The data =>
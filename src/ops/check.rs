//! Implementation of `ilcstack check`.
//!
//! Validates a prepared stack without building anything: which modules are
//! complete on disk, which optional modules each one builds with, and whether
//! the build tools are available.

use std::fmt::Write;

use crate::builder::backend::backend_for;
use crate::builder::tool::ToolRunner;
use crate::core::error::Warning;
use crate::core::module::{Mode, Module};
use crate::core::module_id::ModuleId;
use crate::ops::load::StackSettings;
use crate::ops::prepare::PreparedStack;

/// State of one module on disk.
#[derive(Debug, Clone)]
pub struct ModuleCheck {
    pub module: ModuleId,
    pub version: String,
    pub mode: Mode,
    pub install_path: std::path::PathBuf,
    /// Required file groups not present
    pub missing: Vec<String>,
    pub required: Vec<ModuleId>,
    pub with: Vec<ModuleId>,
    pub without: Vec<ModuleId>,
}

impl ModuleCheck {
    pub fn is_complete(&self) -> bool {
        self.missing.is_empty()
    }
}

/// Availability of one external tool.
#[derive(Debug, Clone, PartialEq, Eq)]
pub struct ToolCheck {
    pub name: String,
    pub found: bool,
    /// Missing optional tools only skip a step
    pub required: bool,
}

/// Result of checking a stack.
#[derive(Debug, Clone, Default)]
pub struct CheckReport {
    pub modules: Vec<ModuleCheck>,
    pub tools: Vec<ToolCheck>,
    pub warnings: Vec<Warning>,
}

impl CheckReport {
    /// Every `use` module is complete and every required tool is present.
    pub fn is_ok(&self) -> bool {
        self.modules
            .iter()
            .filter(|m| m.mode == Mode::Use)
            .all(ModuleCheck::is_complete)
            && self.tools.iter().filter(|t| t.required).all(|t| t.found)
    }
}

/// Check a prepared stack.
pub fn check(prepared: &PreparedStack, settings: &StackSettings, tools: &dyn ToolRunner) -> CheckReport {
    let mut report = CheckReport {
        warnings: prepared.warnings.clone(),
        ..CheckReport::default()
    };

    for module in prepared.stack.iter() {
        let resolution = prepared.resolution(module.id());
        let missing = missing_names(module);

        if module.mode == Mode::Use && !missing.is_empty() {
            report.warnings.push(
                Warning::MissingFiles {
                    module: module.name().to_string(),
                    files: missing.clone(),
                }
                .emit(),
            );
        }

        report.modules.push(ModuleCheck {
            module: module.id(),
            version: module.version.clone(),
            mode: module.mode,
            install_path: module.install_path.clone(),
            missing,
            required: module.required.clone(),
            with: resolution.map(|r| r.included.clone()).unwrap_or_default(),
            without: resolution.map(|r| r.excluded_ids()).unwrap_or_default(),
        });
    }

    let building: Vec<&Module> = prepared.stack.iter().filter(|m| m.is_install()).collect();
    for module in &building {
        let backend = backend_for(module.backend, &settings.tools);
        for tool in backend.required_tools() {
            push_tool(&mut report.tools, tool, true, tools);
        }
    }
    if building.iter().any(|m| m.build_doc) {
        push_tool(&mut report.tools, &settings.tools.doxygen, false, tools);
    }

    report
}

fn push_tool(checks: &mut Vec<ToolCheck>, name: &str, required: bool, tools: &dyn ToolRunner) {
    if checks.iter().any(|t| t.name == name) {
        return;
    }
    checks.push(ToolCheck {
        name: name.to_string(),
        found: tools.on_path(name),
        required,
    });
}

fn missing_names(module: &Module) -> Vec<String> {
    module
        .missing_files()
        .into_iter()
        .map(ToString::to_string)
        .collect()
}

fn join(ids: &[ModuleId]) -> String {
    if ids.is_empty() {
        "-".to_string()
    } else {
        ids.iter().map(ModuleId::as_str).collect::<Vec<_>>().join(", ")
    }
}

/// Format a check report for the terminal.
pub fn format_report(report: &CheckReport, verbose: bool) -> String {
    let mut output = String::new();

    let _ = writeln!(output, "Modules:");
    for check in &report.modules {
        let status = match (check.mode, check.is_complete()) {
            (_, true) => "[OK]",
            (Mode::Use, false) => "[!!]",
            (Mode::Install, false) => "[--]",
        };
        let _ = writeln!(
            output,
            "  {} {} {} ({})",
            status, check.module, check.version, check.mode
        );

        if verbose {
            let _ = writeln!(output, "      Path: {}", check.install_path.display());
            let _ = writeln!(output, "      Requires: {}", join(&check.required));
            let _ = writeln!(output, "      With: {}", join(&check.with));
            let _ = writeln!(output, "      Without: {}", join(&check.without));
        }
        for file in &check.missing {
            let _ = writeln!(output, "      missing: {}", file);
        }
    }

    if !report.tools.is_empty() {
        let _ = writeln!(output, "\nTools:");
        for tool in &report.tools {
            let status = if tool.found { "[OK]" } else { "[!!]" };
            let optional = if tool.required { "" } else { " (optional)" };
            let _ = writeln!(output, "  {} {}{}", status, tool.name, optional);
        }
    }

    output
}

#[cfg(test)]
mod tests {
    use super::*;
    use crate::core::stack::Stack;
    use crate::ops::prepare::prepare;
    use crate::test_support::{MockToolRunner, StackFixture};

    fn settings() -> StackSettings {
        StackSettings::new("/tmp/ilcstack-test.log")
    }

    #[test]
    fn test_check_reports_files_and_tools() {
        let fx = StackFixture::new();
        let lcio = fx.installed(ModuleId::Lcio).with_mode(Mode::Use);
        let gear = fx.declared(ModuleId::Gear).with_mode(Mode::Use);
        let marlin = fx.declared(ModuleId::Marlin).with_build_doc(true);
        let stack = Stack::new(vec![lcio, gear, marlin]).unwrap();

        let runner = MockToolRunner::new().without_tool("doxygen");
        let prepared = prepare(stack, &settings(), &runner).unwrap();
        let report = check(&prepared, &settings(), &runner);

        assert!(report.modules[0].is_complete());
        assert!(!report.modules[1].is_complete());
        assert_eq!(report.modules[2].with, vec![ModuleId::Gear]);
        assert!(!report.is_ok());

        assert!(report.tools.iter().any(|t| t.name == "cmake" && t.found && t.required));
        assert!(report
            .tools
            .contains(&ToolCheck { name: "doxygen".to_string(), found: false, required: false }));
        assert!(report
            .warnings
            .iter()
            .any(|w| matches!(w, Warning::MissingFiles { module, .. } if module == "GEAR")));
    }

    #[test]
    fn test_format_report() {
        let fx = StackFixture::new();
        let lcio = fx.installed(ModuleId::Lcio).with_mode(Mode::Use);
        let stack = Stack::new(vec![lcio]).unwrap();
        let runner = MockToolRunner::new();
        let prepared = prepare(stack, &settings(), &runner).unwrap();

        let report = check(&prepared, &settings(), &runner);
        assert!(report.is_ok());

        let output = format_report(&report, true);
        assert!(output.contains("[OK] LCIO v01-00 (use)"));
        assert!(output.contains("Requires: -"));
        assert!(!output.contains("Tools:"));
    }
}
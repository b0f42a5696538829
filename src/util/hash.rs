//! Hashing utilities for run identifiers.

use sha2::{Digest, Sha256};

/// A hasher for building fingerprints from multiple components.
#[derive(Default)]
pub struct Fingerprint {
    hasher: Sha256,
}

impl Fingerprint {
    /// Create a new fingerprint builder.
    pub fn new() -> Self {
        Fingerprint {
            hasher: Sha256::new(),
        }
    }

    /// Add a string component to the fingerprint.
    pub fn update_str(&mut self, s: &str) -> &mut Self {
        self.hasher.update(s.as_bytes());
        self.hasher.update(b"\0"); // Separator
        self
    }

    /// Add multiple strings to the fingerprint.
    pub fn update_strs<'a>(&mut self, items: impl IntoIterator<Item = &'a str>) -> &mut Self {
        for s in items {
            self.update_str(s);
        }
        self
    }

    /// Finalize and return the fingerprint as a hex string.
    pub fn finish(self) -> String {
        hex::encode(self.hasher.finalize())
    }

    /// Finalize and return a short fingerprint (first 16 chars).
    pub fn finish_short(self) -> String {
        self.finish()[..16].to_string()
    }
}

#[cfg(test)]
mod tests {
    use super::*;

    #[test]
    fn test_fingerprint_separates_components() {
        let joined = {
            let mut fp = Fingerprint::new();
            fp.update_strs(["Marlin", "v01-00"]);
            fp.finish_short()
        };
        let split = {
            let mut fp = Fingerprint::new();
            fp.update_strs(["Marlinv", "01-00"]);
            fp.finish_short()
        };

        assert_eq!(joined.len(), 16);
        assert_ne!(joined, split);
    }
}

Activity => Across all the records above, find each line with "false" in it and copy it.

Answer below =>
        push_tool(&mut report.tools, &settings.tools.doxygen, false, tools);
            (Mode::Use, false) => "[!!]",
            (Mode::Install, false) => "[--]",
            .contains(&ToolCheck { name: "doxygen".to_string(), found: false, required: false }));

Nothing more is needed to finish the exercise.